Julie -   Good question, there hasn't been a lot of research on that at all.  So I dont have the answer to that one for you.

Chris -   And do you think that as these babies are being exposed to nicotine, as you've shown it in large amount in breast milk, are they more likely to go on and smoke when they get older?

Julie -   I'd like to think of it the opposite way too, just like with alcohol, with nicotine not every child of a mother who smokes or drinks is going to become a smoker or a drinker.  What is it about the role of early experience that puts one child on one trajectory and another on another?  We don't have the answers to that.  But I would add that unlike that which occurs during pregnancy, a lactating mother can minimise the amount of nicotine that gets to her baby if she does smoke, so that's part of the goal too in talking to researchers to get that type of information out there.

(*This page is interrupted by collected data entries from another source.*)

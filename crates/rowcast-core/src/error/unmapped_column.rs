use super::Error;

/// Error when a result column has no field or setter on the target model.
#[derive(Debug)]
pub(super) struct UnmappedColumn {
    column: Box<str>,
    model: &'static str,
}

impl std::error::Error for UnmappedColumn {}

impl core::fmt::Display for UnmappedColumn {
    fn fmt(&self, f: &mut core::fmt::Formatter) -> core::fmt::Result {
        write!(
            f,
            "unable to map column `{}` to a field of `{}`",
            self.column, self.model
        )
    }
}

impl Error {
    /// Creates an unmapped column error.
    pub fn unmapped_column(column: &str, model: &'static str) -> Error {
        Error::from(super::ErrorKind::UnmappedColumn(UnmappedColumn {
            column: column.into(),
            model,
        }))
    }

    /// Returns `true` if this error, or any context beneath it, is an unmapped column.
    pub fn is_unmapped_column(&self) -> bool {
        self.any_in_chain(|kind| matches!(kind, super::ErrorKind::UnmappedColumn(_)))
    }
}
use super::Error;

/// Error when a field value cannot be encoded into, or decoded from, a blob.
#[derive(Debug)]
pub(super) struct SerializationFailed {
    column: Box<str>,
    inner: Box<dyn std::error::Error + Send + Sync>,
}

impl std::error::Error for SerializationFailed {
    fn source(&self) -> Option<&(dyn std::error::Error + 'static)> {
        Some(self.inner.as_ref())
    }
}

impl core::fmt::Display for SerializationFailed {
    fn fmt(&self, f: &mut core::fmt::Formatter) -> core::fmt::Result {
        write!(f, "failed to serialize column `{}`: {}", self.column, self.inner)
    }
}

impl Error {
    /// Creates a serialization error for `column`.
    pub fn serialization_failed(
        column: &str,
        err: impl std::error::Error + Send + Sync + 'static,
    ) -> Error {
        Error::from(super::ErrorKind::SerializationFailed(SerializationFailed {
            column: column.into(),
            inner: Box::new(err),
        }))
    }

    /// Returns `true` if this error, or any context beneath it, is a serialization failure.
    pub fn is_serialization_failed(&self) -> bool {
        self.any_in_chain(|kind| matches!(kind, super::ErrorKind::SerializationFailed(_)))
    }
}
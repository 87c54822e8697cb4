mod create_table;
pub use create_table::CreateTable;

mod delete;
pub use delete::Delete;

mod drop_table;
pub use drop_table::DropTable;

mod insert;
pub use insert::Insert;

mod query;
pub use query::Query;

mod update;
pub use update::Update;

use crate::stmt::Target;

#[derive(Debug, Clone, PartialEq)]
pub enum Operation {
    /// Create a table unless it already exists
    CreateTable(CreateTable),

    /// Drop a table if it exists
    DropTable(DropTable),

    /// Read rows matching a filter
    Query(Query),

    /// Write a single row, returning its identifier
    Insert(Insert),

    /// Update every row matching a filter
    Update(Update),

    /// Delete every row matching a filter
    Delete(Delete),
}

impl Operation {
    /// Short name used in log events.
    pub fn name(&self) -> &'static str {
        match self {
            Operation::CreateTable(_) => "create_table",
            Operation::DropTable(_) => "drop_table",
            Operation::Query(_) => "query",
            Operation::Insert(_) => "insert",
            Operation::Update(_) => "update",
            Operation::Delete(_) => "delete",
        }
    }

    /// Where the operation is addressed.
    pub fn target(&self) -> Target {
        match self {
            Operation::CreateTable(op) => Target::Table(op.table.clone()),
            Operation::DropTable(op) => Target::Table(op.table.clone()),
            Operation::Query(op) => op.target.clone(),
            Operation::Insert(op) => op.target.clone(),
            Operation::Update(op) => op.target.clone(),
            Operation::Delete(op) => op.target.clone(),
        }
    }

    pub fn is_query(&self) -> bool {
        matches!(self, Operation::Query(_))
    }

    pub fn is_insert(&self) -> bool {
        matches!(self, Operation::Insert(_))
    }

    pub fn is_update(&self) -> bool {
        matches!(self, Operation::Update(_))
    }

    pub fn is_delete(&self) -> bool {
        matches!(self, Operation::Delete(_))
    }
}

Chris -   If a lady wants to breastfeed, because we don't want to put people off from breastfeeding because we know that has the best outcome for babies, it's the best thing to do; so what should a woman do if she wants to be able to smoke and breastfeed her baby with the minimum risk?

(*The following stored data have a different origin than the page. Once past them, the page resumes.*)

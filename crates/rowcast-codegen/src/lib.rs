mod expand;
mod schema;

use proc_macro2::TokenStream;

pub fn generate(input: TokenStream) -> syn::Result<TokenStream> {
    let item: syn::ItemStruct = syn::parse2(input)?;
    let model = schema::Model::from_ast(&item)?;

    Ok(expand::model(&model))
}
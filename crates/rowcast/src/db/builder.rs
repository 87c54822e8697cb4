use super::Db;
use crate::{dispatch::Dispatcher, Model};

use rowcast_core::{Driver, Result};

type Register = fn(&Db) -> Result<()>;

/// Configures a [`Db`].
#[derive(Default)]
pub struct Builder {
    /// Models whose tables are created when the handle is built
    models: Vec<Register>,

    dispatcher: Option<Dispatcher>,
}

impl Builder {
    /// Verifies `M` and creates its table when the handle is built.
    pub fn register<M: Model>(&mut self) -> &mut Self {
        self.models
            .push(|db| db.ensure_table::<M>(&rowcast_core::stmt::Target::table(M::TABLE)));
        self
    }

    /// Delivers asynchronous callbacks through `dispatcher`.
    pub fn dispatcher(&mut self, dispatcher: Dispatcher) -> &mut Self {
        self.dispatcher = Some(dispatcher);
        self
    }

    pub fn build(&mut self, driver: impl Driver) -> Result<Db> {
        let db = Db::new(Box::new(driver), self.dispatcher.take());

        for register in &self.models {
            register(&db)?;
        }

        Ok(db)
    }
}

impl core::fmt::Debug for Builder {
    fn fmt(&self, f: &mut core::fmt::Formatter) -> core::fmt::Result {
        f.debug_struct("Builder")
            .field("models", &self.models.len())
            .field("dispatcher", &self.dispatcher)
            .finish()
    }
}
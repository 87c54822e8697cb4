mod builder;
pub use builder::Builder;

use crate::{
    dispatch::Dispatcher,
    query::{Delete, Insert, Query, Select, Update},
    Model,
};

use rowcast_core::{
    driver::{operation, Operation, Response},
    stmt::Target,
    Driver, Error, Result,
};

use std::{
    collections::HashSet,
    sync::{Arc, Mutex, PoisonError},
};
use tokio::task::JoinHandle;

/// Shared state between all `Db` clones.
struct Shared {
    driver: Box<dyn Driver>,

    /// Tables already created through this handle
    tables: Mutex<HashSet<String>>,

    /// Where asynchronous callbacks are delivered, if anywhere
    dispatcher: Option<Dispatcher>,
}

/// A handle to a storage backend.
///
/// Cloning is cheap; clones share the backend and the record of created
/// tables.
#[derive(Clone)]
pub struct Db {
    shared: Arc<Shared>,
}

impl Db {
    pub fn builder() -> Builder {
        Builder::default()
    }

    fn new(driver: Box<dyn Driver>, dispatcher: Option<Dispatcher>) -> Db {
        Db {
            shared: Arc::new(Shared {
                driver,
                tables: Mutex::new(HashSet::new()),
                dispatcher,
            }),
        }
    }

    /// Selects rows of `M` from its table.
    pub fn select<M: Model>(&self) -> Query<'static, M, Select> {
        self.select_from(Target::table(M::TABLE))
    }

    pub fn select_from<M: Model>(&self, target: impl Into<Target>) -> Query<'static, M, Select> {
        Query::new(self.clone(), target.into())
    }

    /// Inserts rows of `M` into its table.
    pub fn insert<'a, M: Model>(&self) -> Query<'a, M, Insert> {
        self.insert_into(Target::table(M::TABLE))
    }

    pub fn insert_into<'a, M: Model>(&self, target: impl Into<Target>) -> Query<'a, M, Insert> {
        Query::new(self.clone(), target.into())
    }

    /// Updates rows of `M` in its table.
    pub fn update<'a, M: Model>(&self) -> Query<'a, M, Update> {
        self.update_in(Target::table(M::TABLE))
    }

    pub fn update_in<'a, M: Model>(&self, target: impl Into<Target>) -> Query<'a, M, Update> {
        Query::new(self.clone(), target.into())
    }

    /// Deletes rows of `M` from its table.
    /// Inserts owned `rows` on a blocking worker. The callback receives the
    /// rows back, with generated identifiers written onto them, alongside the
    /// identifiers themselves.
    pub fn insert_async<M: Model>(
        &self,
        rows: Vec<M>,
        callback: impl FnOnce(Result<(Vec<M>, Vec<i64>)>) + Send + 'static,
    ) -> Result<JoinHandle<()>> {
        let db = self.clone();
        self.spawn(
            move || {
                let mut rows = rows;
                let ids = db.insert::<M>().values(rows.iter_mut()).run()?;
                Ok((rows, ids))
            },
            callback,
        )
    }

    /// Updates owned `rows` by identifier on a blocking worker. The callback
    /// receives the rows back with the number of rows changed.
    pub fn update_async<M: Model>(
        &self,
        rows: Vec<M>,
        callback: impl FnOnce(Result<(Vec<M>, u64)>) + Send + 'static,
    ) -> Result<JoinHandle<()>> {
        let db = self.clone();
        self.spawn(
            move || {
                let mut rows = rows;
                let changed = db.update::<M>().values(rows.iter_mut()).run()?;
                Ok((rows, changed))
            },
            callback,
        )
    }

    pub fn delete<'a, M: Model>(&self) -> Query<'a, M, Delete> {
        self.delete_from(Target::table(M::TABLE))
    }

    pub fn delete_from<'a, M: Model>(&self, target: impl Into<Target>) -> Query<'a, M, Delete> {
        Query::new(self.clone(), target.into())
    }

    /// Drops `M`'s table. The next operation on it recreates it empty.
    pub fn drop_table<M: Model>(&self) -> Result<()> {
        self.exec(
            operation::DropTable {
                table: M::TABLE.to_string(),
            }
            .into(),
        )?;

        self.tables().remove(M::TABLE);
        Ok(())
    }

    /// Verifies `M` and creates the table behind `target` if this handle has
    /// not done so yet. Endpoint targets manage their own storage.
    pub(crate) fn ensure_table<M: Model>(&self, target: &Target) -> Result<()> {
        let schema = M::fields().schema();
        schema.verify()?;

        let Some(table) = target.as_table() else {
            return Ok(());
        };

        if self.tables().contains(table) {
            return Ok(());
        }

        let columns = schema.ddl()?;
        self.exec(
            operation::CreateTable {
                table: table.to_string(),
                columns,
            }
            .into(),
        )?;

        self.tables().insert(table.to_string());
        Ok(())
    }

    pub(crate) fn exec(&self, op: Operation) -> Result<Response> {
        tracing::debug!(op = op.name(), table = %op.target(), "exec");
        self.shared.driver.exec(op)
    }

    /// Runs `work` on a blocking worker and delivers its result to `callback`
    /// through the configured dispatcher, or on the worker when there is none.
    pub(crate) fn spawn<T, W, C>(&self, work: W, callback: C) -> Result<JoinHandle<()>>
    where
        T: Send + 'static,
        W: FnOnce() -> T + Send + 'static,
        C: FnOnce(T) + Send + 'static,
    {
        let handle = tokio::runtime::Handle::try_current().map_err(|_| {
            Error::invalid_query("asynchronous calls must be made inside a tokio runtime")
        })?;

        let dispatcher = self.shared.dispatcher.clone();

        Ok(handle.spawn_blocking(move || {
            let result = work();
            match dispatcher {
                Some(dispatcher) => dispatcher.post(Box::new(move || callback(result))),
                None => callback(result),
            }
        }))
    }

    fn tables(&self) -> std::sync::MutexGuard<'_, HashSet<String>> {
        self.shared
            .tables
            .lock()
            .unwrap_or_else(PoisonError::into_inner)
    }
}

impl core::fmt::Debug for Db {
    fn fmt(&self, f: &mut core::fmt::Formatter) -> core::fmt::Result {
        f.debug_struct("Db")
            .field("driver", &self.shared.driver)
            .finish_non_exhaustive()
    }
}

Julie -   I couldn't agree with you more and I want to state that over and over; Breastfeeding is the ideal way to not only feed, but to nurture infants.  What's interesting is that women tend to cut down or actually stop smoking when they're pregnant only to start creeping up back again later.  The number one thing is try not to stop smoking again, having a husband who smokes contributes to the relapse, so I think fathers have got to take some responsibility here and there really has been very little research ion what's the most effective intervention to meet the needs of mothers for smoking cessation.  The second thing is minimise the babies' exposure, don't smoke in the baby's presence, in confined area like the car or home where the windows are closed, and also, what I want to tell them is what the time course is; When you smoke a cigarette the nicotine levels in your milk are going to peak about a half hour to an hour after you smoke and then by three hours they're really going to be at low levels.  So you want to time your breast feeds to minimise the baby's exposure, so wait a couple of hours after you smoke, you can imagine just breastfeeding the baby and then having a cigarette if the baby feeds every 3-4 hours.